Yeah, but not in the way you think.
As much as I like Rudy, I can't say the same for Sara's other friend, Jenna (Katee Sackhoff). My God, this girl is annoying! Tina in Halloween 5 was pretty bad too but at least her love for Jamie Lloyd was one redeeming quality about her; this girl, on the other hand, is the definition of an air-head dumb blonde. She is so obnoxious, cares about nothing except getting some fame from being on this internet reality show, pressures her less than enthusiastic friend into doing it with her (according to Sara, she's talked her into similar things before), does annoying stuff while they're inside the house like fool her friends into thinking she's being attacked, and the way she talks is just irritating. When she's being interviewed and is asked what she expects to find in the Myers house, she says, "My ticket to internet fame," and does this stupid sputtering laugh, which just makes me groan, and when they're in the house and she lies on a bed, commenting, "And this must be the bed where he was conceived," I was thinking, "God, shut up!" I couldn't even be interested when she was lifting up her top at one point because of the dumb-ass face she was making while doing it; plus, it didn't help that her skin was so sickly pale (does that woman ever get out in the sun?) And unfortunately, like Tina, she doesn't get killed until very late in the film. Yeah, not a fan of Jenna. She's a perfect example of why slasher movies typically don't get any respect.

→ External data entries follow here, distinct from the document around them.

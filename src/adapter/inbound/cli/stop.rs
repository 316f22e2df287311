//! Handler for the `stop` command.

use std::time::Duration;

use serde_json::json;

use super::context::CommandContext;
use super::output;
use crate::error::{Error, ResourceKind, Result};

/// Execute the stop command.
pub async fn execute(
    ctx: &CommandContext,
    name: Option<&str>,
    timeout: Option<Duration>,
) -> Result<()> {
    let name = ctx.resolve_name(name);
    let limit = timeout.unwrap_or(Duration::from_secs(ctx.settings.timeouts.stop));

    let mut manager = ctx.manager(&name, "latest")?;
    if !manager.config_exists() {
        return Err(Error::not_found(ResourceKind::Cluster, &name));
    }

    output::header(env!("CARGO_PKG_VERSION"));
    let pb = output::spinner(&format!("Stopping cluster {}", output::highlight(&name)));
    let task = format!("stopping cluster '{name}'");
    let report = match ctx.with_timeout(limit, &task, manager.stop()).await {
        Ok(report) => report,
        Err(e) => {
            output::spinner_fail(&pb, &format!("Failed to stop cluster {name}"));
            return Err(e);
        }
    };
    output::spinner_success(&pb, &format!("Stopped cluster {}", output::highlight(&name)));

    if output::is_json() {
        output::json_output(json!({
            "command": "stop",
            "cluster": name,
            "report": report,
        }));
        return Ok(());
    }

    output::field("Stopped", report.stopped);
    if report.already_stopped > 0 {
        output::field("Idle", report.already_stopped);
    }
    if report.missing > 0 {
        output::warning(&format!("{} configured nodes do not exist", report.missing));
        output::hint(&format!(
            "run {} to recreate them",
            output::highlight(format!("hind start {name}"))
        ));
    }
    Ok(())
}
//! Astral-style CLI output formatting.
//!
//! Provides consistent terminal output with support for JSON mode (for
//! scripting), quiet mode, and verbosity levels. In JSON mode every call
//! emits one `{"type": ..., "payload": ...}` line on stdout.

use std::fmt::Display;
use std::sync::{OnceLock, RwLock};

use owo_colors::OwoColorize;
use owo_colors::Stream::{Stderr, Stdout};
use serde_json::json;

/// Runtime output configuration shared by CLI handlers.
#[derive(Debug, Clone, Copy, Default)]
pub struct OutputConfig {
    /// Emit machine-readable JSON output instead of human-readable text.
    pub json: bool,
    /// Suppress non-essential output.
    pub quiet: bool,
    /// Verbosity level (0 = normal, 1+ = increasingly verbose).
    pub verbose: u8,
}

impl OutputConfig {
    #[must_use]
    pub const fn new(json: bool, quiet: bool, verbose: u8) -> Self {
        Self {
            json,
            quiet,
            verbose,
        }
    }
}

static OUTPUT_CONFIG: OnceLock<RwLock<OutputConfig>> = OnceLock::new();

fn config_cell() -> &'static RwLock<OutputConfig> {
    OUTPUT_CONFIG.get_or_init(|| RwLock::new(OutputConfig::default()))
}

fn read_config() -> OutputConfig {
    match config_cell().read() {
        Ok(config) => *config,
        Err(poisoned) => *poisoned.into_inner(),
    }
}

fn write_config(config: OutputConfig) {
    match config_cell().write() {
        Ok(mut current) => *current = config,
        Err(poisoned) => *poisoned.into_inner() = config,
    }
}

fn regular_output_suppressed(config: OutputConfig) -> bool {
    !config.json && config.quiet
}

fn emit_json_line(kind: &str, payload: serde_json::Value) {
    println!(
        "{}",
        json!({
            "type": kind,
            "payload": payload,
        })
    );
}

/// Apply output settings from global CLI flags.
pub fn configure(config: OutputConfig) {
    write_config(config);
}

#[must_use]
pub fn is_json() -> bool {
    read_config().json
}

#[must_use]
pub fn is_quiet() -> bool {
    read_config().quiet
}

#[must_use]
pub fn verbosity() -> u8 {
    read_config().verbose
}

/// Print the application header with name and version.
pub fn header(version: &str) {
    let config = read_config();
    if config.json {
        emit_json_line("header", json!({ "app": "hind", "version": version }));
        return;
    }
    if regular_output_suppressed(config) {
        return;
    }

    println!(
        "{} {}",
        "hind".if_supports_color(Stdout, |t| t.bold()),
        version.if_supports_color(Stdout, |t| t.dimmed())
    );
    println!();
}

/// Print a labeled value.
pub fn field(label: &str, value: impl Display) {
    let config = read_config();
    let value = value.to_string();

    if config.json {
        emit_json_line("field", json!({ "label": label, "value": value }));
        return;
    }
    if regular_output_suppressed(config) {
        return;
    }

    println!(
        "  {:<12} {}",
        label.if_supports_color(Stdout, |t| t.dimmed()),
        value
    );
}

pub fn success(message: &str) {
    let config = read_config();

    if config.json {
        emit_json_line("success", json!({ "message": message }));
        return;
    }
    if regular_output_suppressed(config) {
        return;
    }

    println!("  {} {}", "✓".if_supports_color(Stdout, |t| t.green()), message);
}

pub fn warning(message: &str) {
    let config = read_config();

    if config.json {
        emit_json_line("warning", json!({ "message": message }));
        return;
    }

    eprintln!(
        "  {} {}",
        "⚠".if_supports_color(Stderr, |t| t.yellow()),
        message
    );
}

pub fn error(message: &str) {
    let config = read_config();

    if config.json {
        eprintln!(
            "{}",
            json!({
                "type": "error",
                "payload": { "message": message },
            })
        );
        return;
    }

    eprintln!(
        "  {} {}",
        "×".if_supports_color(Stderr, |t| t.red()),
        message
    );
}

pub fn section(title: &str) {
    let config = read_config();

    if config.json {
        emit_json_line("section", json!({ "title": title }));
        return;
    }
    if regular_output_suppressed(config) {
        return;
    }

    println!();
    println!("{}", title.if_supports_color(Stdout, |t| t.bold()));
}

pub fn note(message: &str) {
    let config = read_config();

    if config.json {
        emit_json_line("note", json!({ "message": message }));
        return;
    }
    if regular_output_suppressed(config) {
        return;
    }

    println!("  {}", message.if_supports_color(Stdout, |t| t.dimmed()));
}

/// Print a hint with "hint:" prefix.
pub fn hint(message: &str) {
    let config = read_config();

    if config.json {
        emit_json_line("hint", json!({ "message": message }));
        return;
    }
    if regular_output_suppressed(config) {
        return;
    }

    println!(
        "  {}: {}",
        "hint".if_supports_color(Stdout, |t| t.cyan()),
        message.if_supports_color(Stdout, |t| t.dimmed())
    );
}

/// Print multiple lines of content, each indented.
pub fn lines(content: &str) {
    let config = read_config();

    if config.json {
        emit_json_line("lines", json!({ "content": content }));
        return;
    }
    if regular_output_suppressed(config) {
        return;
    }

    for line in content.lines() {
        println!("  {line}");
    }
}

/// Emit a JSON value directly (for commands that need custom JSON output).
pub fn json_output(value: serde_json::Value) {
    println!("{value}");
}

/// Braille spinner animation frames.
const BRAILLE_SPINNER: &[&str] = &["⠋", "⠙", "⠹", "⠸", "⠼", "⠴", "⠦", "⠧", "⠇", "⠏"];

/// Create and start a progress spinner.
///
/// Returns a hidden progress bar in JSON or quiet mode.
pub fn spinner(message: &str) -> indicatif::ProgressBar {
    let config = read_config();
    if config.json || config.quiet {
        let pb = indicatif::ProgressBar::hidden();
        pb.set_message(message.to_string());
        return pb;
    }

    let pb = indicatif::ProgressBar::new_spinner();
    if let Ok(style) = indicatif::ProgressStyle::default_spinner()
        .tick_strings(BRAILLE_SPINNER)
        .template("  {spinner:.cyan} {msg}")
    {
        pb.set_style(style);
    }
    pb.set_message(message.to_string());
    pb.enable_steady_tick(std::time::Duration::from_millis(80));
    pb
}

/// Finish a spinner with a success checkmark.
pub fn spinner_success(pb: &indicatif::ProgressBar, message: &str) {
    let config = read_config();
    if config.json {
        emit_json_line("spinner_success", json!({ "message": message }));
        pb.finish_and_clear();
        return;
    }
    if config.quiet {
        pb.finish_and_clear();
        return;
    }

    pb.finish_with_message(format!(
        "{} {}",
        "✓".if_supports_color(Stdout, |t| t.green()),
        message
    ));
}

/// Finish a spinner with a failure mark.
pub fn spinner_fail(pb: &indicatif::ProgressBar, message: &str) {
    let config = read_config();
    if config.json {
        emit_json_line("spinner_fail", json!({ "message": message }));
        pb.finish_and_clear();
        return;
    }

    pb.finish_with_message(format!(
        "{} {}",
        "×".if_supports_color(Stdout, |t| t.red()),
        message
    ));
}

/// Format a highlighted value in cyan.
pub fn highlight(value: impl Display) -> String {
    let value = value.to_string();
    if is_json() {
        return value;
    }
    format!("{}", value.if_supports_color(Stdout, |t| t.cyan()))
}

/// Format a dimmed value.
pub fn muted(value: impl Display) -> String {
    let value = value.to_string();
    if is_json() {
        return value;
    }
    format!("{}", value.if_supports_color(Stdout, |t| t.dimmed()))
}

/// Colour a status word by severity.
pub fn status(value: impl Display) -> String {
    let value = value.to_string();
    if is_json() {
        return value;
    }
    match value.as_str() {
        "running" => value.if_supports_color(Stdout, |t| t.green()).to_string(),
        "stopped" | "partial" | "unknown" => {
            value.if_supports_color(Stdout, |t| t.yellow()).to_string()
        }
        "error" | "degraded" => value.if_supports_color(Stdout, |t| t.red()).to_string(),
        _ => value.if_supports_color(Stdout, |t| t.dimmed()).to_string(),
    }
}
//! Persistence ports for cluster configuration.

use crate::domain::Cluster;
use crate::error::Result;

/// Storage for the last converged configuration of each cluster.
pub trait ConfigStore: Send + Sync {
    /// Load a cluster's configuration.
    ///
    /// Fails with `NotFound` when nothing is stored for `name` and with a
    /// validation error when the stored document has no name.
    fn load(&self, name: &str) -> Result<Cluster>;

    /// Save a cluster, replacing any previous document atomically.
    fn save(&self, cluster: &Cluster) -> Result<()>;

    /// Whether a configuration document exists for `name`.
    fn exists(&self, name: &str) -> bool;

    /// Create the storage location for `name` if missing.
    fn ensure(&self, name: &str) -> Result<()>;

    /// Remove everything stored for `name`.
    fn remove(&self, name: &str) -> Result<()>;

    /// Names of all known clusters, sorted.
    fn list(&self) -> Result<Vec<String>>;
}

/// Pointer to the cluster used when a command names none.
pub trait ActiveClusterStore: Send + Sync {
    /// The active cluster name, empty when unset.
    fn get(&self) -> Result<String>;

    /// Point at `name`. Fails with `NotFound` if the cluster does not exist.
    fn set(&self, name: &str) -> Result<()>;

    /// Unset the pointer. Idempotent.
    fn clear(&self) -> Result<()>;
}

Just about as annoying as Jenna is Bill (Thomas Ian Nicholas), the guy who's constantly trying to get in her pants and convinces her to left up her top, even though it ends up being a complete tease. Not only does that make him less than likable but he's also just a snarky smartass, making obnoxious comments like, "Wow, a chair," and "Worried about your internet fanbase?" I just found him to be irritating and I'm not a fan of American Pie so I don't like those kind of teenager characters anyway. Fortunately, he's not in the film that much and he's the first one of the group to get killed so it wasn't that intolerable. I also don't care much for Jim (Luke Kirby) or his would-be love interest, Donna (Daisy McCrackin). Jim, while not as obnoxious or as much of a smartass as Bill, is still only interested in getting into Donna's pants and the money that he'll get from participating in Dangertainment. He's even willing to just sit around and not even give the viewers a good show at the beginning as well as contemplate going on with it even when he knows that it's all fake and seemed legitimately angry about it at first. As for Donna, even though there wasn't much to her, I didn't mind her at first since she was smart and seemed interested in exploring the house and finding out why Michael Myers became evil. She also continually resists Jim's lecherous advances... and then, when they're down in the basement, she comes onto him. Well, that was pretty sporadic. That comment about cameras being phallic not withstanding, she constantly pushed Jim away whenever he tried to come on to her, even giving him the finger at one point (I do like his comment, "That be 1:00?" when she does so), and then, out of nowhere, she starts making out with him and is fully prepared to go all the way, only being interrupted when a bunch of fake corpses fall onto the two of them. Well, you can probably guess what happens next: yep, she's dead meat. And when I talk about the deaths in the film, I'll mention how her actually getting killed by Michael, given the circumstances, is pretty pathetic on her part.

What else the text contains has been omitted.